## [EXERCISE REQUIREMENTS]
Copy each line below that has "traps".

## [SUPPLIED ENTRIES]
——

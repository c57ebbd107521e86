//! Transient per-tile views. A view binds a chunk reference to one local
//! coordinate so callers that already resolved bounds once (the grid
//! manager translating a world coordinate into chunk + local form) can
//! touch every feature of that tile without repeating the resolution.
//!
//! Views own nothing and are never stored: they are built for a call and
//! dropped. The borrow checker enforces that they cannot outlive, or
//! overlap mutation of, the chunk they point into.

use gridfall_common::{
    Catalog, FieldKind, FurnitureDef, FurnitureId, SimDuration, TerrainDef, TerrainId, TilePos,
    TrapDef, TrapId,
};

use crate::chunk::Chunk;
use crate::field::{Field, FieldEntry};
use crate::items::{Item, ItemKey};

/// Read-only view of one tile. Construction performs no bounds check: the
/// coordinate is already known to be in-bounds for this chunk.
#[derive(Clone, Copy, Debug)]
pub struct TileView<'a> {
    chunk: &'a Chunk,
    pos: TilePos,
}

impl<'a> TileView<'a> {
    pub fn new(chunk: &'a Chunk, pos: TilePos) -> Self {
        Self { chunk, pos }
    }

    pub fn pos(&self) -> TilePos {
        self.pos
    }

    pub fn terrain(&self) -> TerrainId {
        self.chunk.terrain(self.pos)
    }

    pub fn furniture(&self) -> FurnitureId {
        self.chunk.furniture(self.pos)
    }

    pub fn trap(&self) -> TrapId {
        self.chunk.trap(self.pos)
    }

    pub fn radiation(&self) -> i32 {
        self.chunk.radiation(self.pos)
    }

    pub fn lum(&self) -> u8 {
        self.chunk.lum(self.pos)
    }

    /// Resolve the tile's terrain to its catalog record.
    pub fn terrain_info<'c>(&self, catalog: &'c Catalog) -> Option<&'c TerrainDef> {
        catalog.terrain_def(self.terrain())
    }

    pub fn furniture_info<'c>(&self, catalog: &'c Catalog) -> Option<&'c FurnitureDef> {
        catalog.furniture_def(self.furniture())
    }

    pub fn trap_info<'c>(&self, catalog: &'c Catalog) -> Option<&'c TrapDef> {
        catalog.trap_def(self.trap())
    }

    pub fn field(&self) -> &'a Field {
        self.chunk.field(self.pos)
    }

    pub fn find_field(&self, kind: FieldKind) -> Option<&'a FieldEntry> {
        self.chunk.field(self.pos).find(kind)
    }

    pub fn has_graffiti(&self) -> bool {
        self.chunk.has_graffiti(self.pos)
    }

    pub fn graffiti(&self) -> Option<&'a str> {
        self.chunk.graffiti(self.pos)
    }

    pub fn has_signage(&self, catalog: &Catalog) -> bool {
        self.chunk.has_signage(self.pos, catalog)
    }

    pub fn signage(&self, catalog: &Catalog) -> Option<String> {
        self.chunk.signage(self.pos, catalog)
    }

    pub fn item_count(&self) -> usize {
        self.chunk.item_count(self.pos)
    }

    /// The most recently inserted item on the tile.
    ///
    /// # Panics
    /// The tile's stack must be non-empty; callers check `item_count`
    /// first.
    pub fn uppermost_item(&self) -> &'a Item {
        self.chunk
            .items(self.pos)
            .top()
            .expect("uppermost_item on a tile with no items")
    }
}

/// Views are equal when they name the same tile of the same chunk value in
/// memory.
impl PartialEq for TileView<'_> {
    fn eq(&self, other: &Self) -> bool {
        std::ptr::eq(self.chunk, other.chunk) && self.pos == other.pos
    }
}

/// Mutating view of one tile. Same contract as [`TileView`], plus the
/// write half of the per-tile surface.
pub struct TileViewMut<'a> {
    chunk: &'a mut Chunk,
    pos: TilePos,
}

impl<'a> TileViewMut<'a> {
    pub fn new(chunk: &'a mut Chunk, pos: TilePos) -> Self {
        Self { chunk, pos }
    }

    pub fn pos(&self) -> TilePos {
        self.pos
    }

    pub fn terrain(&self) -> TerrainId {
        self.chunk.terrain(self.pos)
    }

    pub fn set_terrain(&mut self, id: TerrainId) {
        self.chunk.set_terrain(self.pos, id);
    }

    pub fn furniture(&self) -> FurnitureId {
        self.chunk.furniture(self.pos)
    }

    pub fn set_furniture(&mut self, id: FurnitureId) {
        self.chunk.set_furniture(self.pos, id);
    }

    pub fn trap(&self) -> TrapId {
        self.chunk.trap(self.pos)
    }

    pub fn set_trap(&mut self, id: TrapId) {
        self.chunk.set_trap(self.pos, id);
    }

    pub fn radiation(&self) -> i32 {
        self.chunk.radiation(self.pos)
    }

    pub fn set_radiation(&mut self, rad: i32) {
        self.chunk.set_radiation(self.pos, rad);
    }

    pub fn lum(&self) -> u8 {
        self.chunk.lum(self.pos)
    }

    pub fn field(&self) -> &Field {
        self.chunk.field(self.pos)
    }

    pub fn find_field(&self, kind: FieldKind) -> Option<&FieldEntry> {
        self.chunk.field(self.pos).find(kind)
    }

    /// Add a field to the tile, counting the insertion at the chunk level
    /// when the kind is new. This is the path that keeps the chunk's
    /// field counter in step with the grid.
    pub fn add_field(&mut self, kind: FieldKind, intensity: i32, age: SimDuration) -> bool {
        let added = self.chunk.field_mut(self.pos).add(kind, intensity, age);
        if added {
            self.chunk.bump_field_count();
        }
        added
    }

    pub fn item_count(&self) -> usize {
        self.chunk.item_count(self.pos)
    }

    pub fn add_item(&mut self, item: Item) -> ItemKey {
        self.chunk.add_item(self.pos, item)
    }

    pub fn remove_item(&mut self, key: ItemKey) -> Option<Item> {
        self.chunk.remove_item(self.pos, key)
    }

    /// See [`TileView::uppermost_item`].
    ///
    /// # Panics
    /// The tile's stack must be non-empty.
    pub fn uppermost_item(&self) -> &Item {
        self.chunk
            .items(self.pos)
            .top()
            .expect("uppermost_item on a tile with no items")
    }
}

——

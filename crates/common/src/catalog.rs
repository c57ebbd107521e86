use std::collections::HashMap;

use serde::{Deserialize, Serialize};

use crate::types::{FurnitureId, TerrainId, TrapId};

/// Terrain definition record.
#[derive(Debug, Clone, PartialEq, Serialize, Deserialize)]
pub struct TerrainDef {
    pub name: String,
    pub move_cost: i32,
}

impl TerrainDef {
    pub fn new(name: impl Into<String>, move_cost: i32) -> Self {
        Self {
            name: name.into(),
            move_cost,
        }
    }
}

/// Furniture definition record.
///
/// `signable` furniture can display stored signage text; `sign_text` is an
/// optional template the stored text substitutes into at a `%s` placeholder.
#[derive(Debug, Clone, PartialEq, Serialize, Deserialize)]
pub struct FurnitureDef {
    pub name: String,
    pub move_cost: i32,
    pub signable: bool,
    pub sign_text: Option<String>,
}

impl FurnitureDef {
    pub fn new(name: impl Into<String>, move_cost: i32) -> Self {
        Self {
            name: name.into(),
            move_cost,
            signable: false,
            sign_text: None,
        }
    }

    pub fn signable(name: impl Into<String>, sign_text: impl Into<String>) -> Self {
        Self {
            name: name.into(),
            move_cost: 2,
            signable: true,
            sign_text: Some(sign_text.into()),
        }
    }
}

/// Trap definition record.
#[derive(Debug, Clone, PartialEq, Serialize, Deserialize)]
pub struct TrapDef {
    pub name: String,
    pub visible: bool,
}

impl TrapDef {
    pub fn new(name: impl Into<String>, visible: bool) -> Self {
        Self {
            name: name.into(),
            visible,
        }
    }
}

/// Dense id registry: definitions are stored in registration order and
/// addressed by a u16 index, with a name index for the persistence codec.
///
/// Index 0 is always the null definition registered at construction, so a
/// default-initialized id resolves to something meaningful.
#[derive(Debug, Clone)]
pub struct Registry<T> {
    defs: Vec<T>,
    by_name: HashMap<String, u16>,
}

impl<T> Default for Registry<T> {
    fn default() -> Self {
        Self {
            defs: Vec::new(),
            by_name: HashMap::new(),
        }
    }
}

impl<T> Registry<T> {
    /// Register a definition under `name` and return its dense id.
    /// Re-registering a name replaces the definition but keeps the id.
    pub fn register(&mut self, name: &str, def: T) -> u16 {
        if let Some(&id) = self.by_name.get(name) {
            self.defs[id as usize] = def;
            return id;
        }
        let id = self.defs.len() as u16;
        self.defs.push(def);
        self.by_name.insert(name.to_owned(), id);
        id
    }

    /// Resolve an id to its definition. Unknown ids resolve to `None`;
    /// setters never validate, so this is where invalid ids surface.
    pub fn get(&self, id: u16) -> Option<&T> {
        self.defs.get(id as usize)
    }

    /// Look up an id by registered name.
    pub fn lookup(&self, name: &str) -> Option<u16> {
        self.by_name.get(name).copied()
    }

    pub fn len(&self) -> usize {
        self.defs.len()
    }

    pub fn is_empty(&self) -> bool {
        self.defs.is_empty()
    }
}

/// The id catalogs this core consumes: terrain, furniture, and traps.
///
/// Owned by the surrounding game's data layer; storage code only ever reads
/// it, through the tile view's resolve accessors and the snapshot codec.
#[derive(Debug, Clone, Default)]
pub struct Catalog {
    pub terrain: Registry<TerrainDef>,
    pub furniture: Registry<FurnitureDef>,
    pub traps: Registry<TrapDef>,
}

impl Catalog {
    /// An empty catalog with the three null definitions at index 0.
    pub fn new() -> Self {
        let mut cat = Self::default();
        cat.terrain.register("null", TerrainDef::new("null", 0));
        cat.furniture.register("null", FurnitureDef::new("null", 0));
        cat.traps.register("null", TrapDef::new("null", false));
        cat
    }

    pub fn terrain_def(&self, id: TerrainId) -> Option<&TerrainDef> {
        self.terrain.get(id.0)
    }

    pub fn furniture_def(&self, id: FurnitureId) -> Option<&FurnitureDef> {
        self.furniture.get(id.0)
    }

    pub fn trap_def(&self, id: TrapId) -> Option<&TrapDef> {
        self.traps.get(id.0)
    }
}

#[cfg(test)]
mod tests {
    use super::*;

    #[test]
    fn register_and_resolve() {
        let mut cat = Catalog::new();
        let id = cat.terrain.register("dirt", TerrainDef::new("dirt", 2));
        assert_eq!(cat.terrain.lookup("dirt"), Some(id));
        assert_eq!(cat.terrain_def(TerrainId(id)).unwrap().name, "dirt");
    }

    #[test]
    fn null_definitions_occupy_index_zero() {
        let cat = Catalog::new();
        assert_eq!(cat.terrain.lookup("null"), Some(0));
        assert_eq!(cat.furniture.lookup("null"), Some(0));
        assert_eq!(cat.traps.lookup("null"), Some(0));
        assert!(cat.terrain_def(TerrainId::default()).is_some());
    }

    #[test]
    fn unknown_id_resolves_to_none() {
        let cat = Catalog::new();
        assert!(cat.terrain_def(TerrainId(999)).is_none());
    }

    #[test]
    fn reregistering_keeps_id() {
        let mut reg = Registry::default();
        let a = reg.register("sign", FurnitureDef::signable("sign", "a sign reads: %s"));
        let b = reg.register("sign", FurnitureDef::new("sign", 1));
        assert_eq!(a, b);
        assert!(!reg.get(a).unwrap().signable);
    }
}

——

## [SOLUTION FOR THIS EXERCISE]
/// The id catalogs this core consumes: terrain, furniture, and traps.
    pub traps: Registry<TrapDef>,
        cat.traps.register("null", TrapDef::new("null", false));
        self.traps.get(id.0)
        assert_eq!(cat.traps.lookup("null"), Some(0));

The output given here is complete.